- DVD Cover
- Directed by: Siva Nageswara Rao
- Written by: Ravi Kolikipudi (dialogues)
- Screenplay by: Siva Nageswara Rao
- Produced by: B Satyanarayana
- Starring: Allari Naresh Aditya Om Naresh Ankitha
- Cinematography: Rajendra Prasad K.
- Edited by: Shankar
- Music by: Chakri
- Production company: Satyam Entertainments
- Release date: 18 October 2002;
- Country: India
- Language: Telugu

= Dhanalakshmi I Love You =

Dhanalakshmi I Love You is a 2002 Indian Telugu-language comedy film directed by Siva Nageswara Rao and starring Allari Naresh, Aditya Om, Naresh, and Ankitha.
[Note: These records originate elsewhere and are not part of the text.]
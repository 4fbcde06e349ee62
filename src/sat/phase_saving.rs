#![warn(clippy::all, clippy::pedantic)]
//! Phase saving.
//!
//! When a variable is picked for a decision, it is assigned the polarity it
//! last held, so work from before a backjump or restart is not thrown away.
//! Variables never assigned before default to `false`; together with the
//! deterministic selection policies this makes solve runs reproducible.

use crate::sat::literal::{Literal, Variable};
use bit_vec::BitVec;

#[derive(Debug, Clone, PartialEq, Eq, Default)]
pub struct SavedPhases(BitVec);

impl SavedPhases {
    #[must_use]
    pub fn new(num_vars: Variable) -> Self {
        Self(BitVec::from_elem(num_vars as usize + 1, false))
    }

    /// Records the polarity `lit` was just assigned.
    pub fn save(&mut self, lit: Literal) {
        self.0.set(lit.variable() as usize, lit.polarity());
    }

    /// The polarity to try next for `var`.
    #[must_use]
    pub fn next(&self, var: Variable) -> bool {
        self.0.get(var as usize).unwrap_or(false)
    }
}

#[cfg(test)]
mod tests {
    use super::*;

    #[test]
    fn defaults_to_false() {
        let phases = SavedPhases::new(4);
        assert!(!phases.next(1));
        assert!(!phases.next(4));
    }

    #[test]
    fn remembers_last_polarity() {
        let mut phases = SavedPhases::new(2);
        phases.save(Literal::new(1, true));
        assert!(phases.next(1));
        phases.save(Literal::new(1, false));
        assert!(!phases.next(1));
        assert!(!phases.next(2));
    }
}
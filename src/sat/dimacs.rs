#![warn(clippy::all, clippy::pedantic)]
//! DIMACS CNF input and model output.
//!
//! The accepted input is the standard competition format: optional `c`
//! comment lines, a `p cnf <nvars> <nclauses>` problem line, clauses as
//! whitespace-separated signed integers terminated by `0` (clauses may
//! span lines), and an optional `%` end marker. Malformed input surfaces
//! as a typed error, never a panic.

use crate::sat::assignment::Model;
use crate::sat::cnf::{Cnf, CnfError};
use crate::sat::solver::Outcome;
use std::io::{self, BufRead, Write};
use std::path::Path;
use thiserror::Error;

#[derive(Debug, Error)]
pub enum DimacsError {
    #[error("i/o error: {0}")]
    Io(#[from] io::Error),
    #[error("line {line}: malformed or repeated problem line: {text}")]
    Header { line: usize, text: String },
    #[error("line {line}: invalid literal token `{token}`")]
    Literal { line: usize, token: String },
    #[error("header declared {declared} clauses but the file contains {found}")]
    ClauseCount { declared: usize, found: usize },
    #[error(transparent)]
    Cnf(#[from] CnfError),
}

/// Parses DIMACS CNF data into a [`Cnf`].
///
/// A problem line is optional: without one the variable count grows with
/// the clauses; with one, literals beyond the declared bound are rejected
/// and the clause count is checked.
///
/// # Errors
///
/// Any [`DimacsError`] variant, including validation failures propagated
/// from [`Cnf::add_clause`].
pub fn parse_dimacs<R: BufRead>(reader: R) -> Result<Cnf, DimacsError> {
    let mut cnf: Option<Cnf> = None;
    let mut declared_clauses = None;
    let mut pending: Vec<i32> = Vec::new();
    let mut found_clauses = 0_usize;

    for (line_idx, line) in reader.lines().enumerate() {
        let line = line?;
        let line_no = line_idx + 1;
        let mut tokens = line.split_whitespace().peekable();

        match tokens.peek() {
            None | Some(&"c") => {}
            Some(&"%") => break,
            Some(&"p") => {
                let parts: Vec<&str> = tokens.collect();
                let header = || DimacsError::Header {
                    line: line_no,
                    text: line.clone(),
                };
                if cnf.is_some() || parts.len() != 4 || parts[1] != "cnf" {
                    return Err(header());
                }
                let num_vars = parts[2].parse().map_err(|_| header())?;
                declared_clauses = Some(parts[3].parse::<usize>().map_err(|_| header())?);
                cnf = Some(Cnf::with_vars(num_vars));
            }
            Some(_) => {
                for token in tokens {
                    let value: i32 = token.parse().map_err(|_| DimacsError::Literal {
                        line: line_no,
                        token: token.to_string(),
                    })?;
                    if value == 0 {
                        cnf.get_or_insert_with(Cnf::new)
                            .add_clause(pending.drain(..))?;
                        found_clauses += 1;
                    } else {
                        pending.push(value);
                    }
                }
            }
        }
    }

    // Some generators omit the trailing 0 of the last clause.
    if !pending.is_empty() {
        cnf.get_or_insert_with(Cnf::new)
            .add_clause(pending.drain(..))?;
        found_clauses += 1;
    }

    if let Some(declared) = declared_clauses {
        if declared != found_clauses {
            return Err(DimacsError::ClauseCount {
                declared,
                found: found_clauses,
            });
        }
    }

    Ok(cnf.unwrap_or_default())
}

/// Opens and parses a DIMACS CNF file.
///
/// # Errors
///
/// [`DimacsError::Io`] when the file cannot be read, otherwise as
/// [`parse_dimacs`].
pub fn parse_file<P: AsRef<Path>>(path: P) -> Result<Cnf, DimacsError> {
    let file = std::fs::File::open(path)?;
    parse_dimacs(io::BufReader::new(file))
}

/// Writes a solve outcome in the DIMACS solution convention: an `s` status
/// line, and on SAT a `v` line of signed literals terminated by `0`.
///
/// # Errors
///
/// Forwards I/O failures from the writer.
pub fn write_outcome<W: Write>(mut writer: W, outcome: &Outcome) -> io::Result<()> {
    match outcome {
        Outcome::Sat(model) => {
            writeln!(writer, "s SATISFIABLE")?;
            write!(writer, "v")?;
            for lit in model.literals() {
                write!(writer, " {lit}")?;
            }
            writeln!(writer, " 0")
        }
        Outcome::Unsat => writeln!(writer, "s UNSATISFIABLE"),
        Outcome::Cancelled => writeln!(writer, "s UNKNOWN"),
    }
}

/// The `v` line for a model, without writing it anywhere.
#[must_use]
pub fn model_line(model: &Model) -> String {
    let mut line = String::from("v");
    for lit in model.literals() {
        line.push_str(&format!(" {lit}"));
    }
    line.push_str(" 0");
    line
}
The film is a remake of the 2000 Hindi film Hera Pheri by Priyadarshan which itself was based on Siddique–Lal's 1989 Malayalam film Ramji Rao Speaking.

== Production ==
Kota Srinivasa Rao was initially cast for Paresh Rawal's role in the original before Naresh was cast.

== Soundtrack ==
The soundtrack was composed by Chakri.

| No. | Title | Singer(s) | Length |
|---|---|---|---|
| 1. | "Oho Kanna" | Gowri Srinivas, Smitha | 4:38 |
| 2. | "Kokkokkomali" | Udit Narayan, Kousalya | 4:06 |
| 3. | "Ossamari" | Ravi Verma, Matin | 4:44 |
| 4. | "Okariki Okarai" | Smt Mani Sastry, Nihal, Srirangam Venu | 5:15 |
| 5. | "Rupai" | Zilla Venkatanarayana | 3:13 |
| 6. | "Yemayyindo" | Ravi Verma, Sudha | 4:38 |
| 7. | "Prema" | Ranjith | 4:45 |
| 8. | "Don't Worry" | Chakri | 4:10 |

== Release and reception ==
The film released on 18 October 2002. Gudipoodi Srihari of The Hindu opined that "Histrionically speaking, it is the senior Naresh who steals the limelight, with a peculiar make-up given to his role of Babu Rao". Jeevi of Idlebrain.com gave the film a rating of 2.75/5 and said that "The movie looks very artificial except a few scenes where the love of Naresh towards his mother is projected".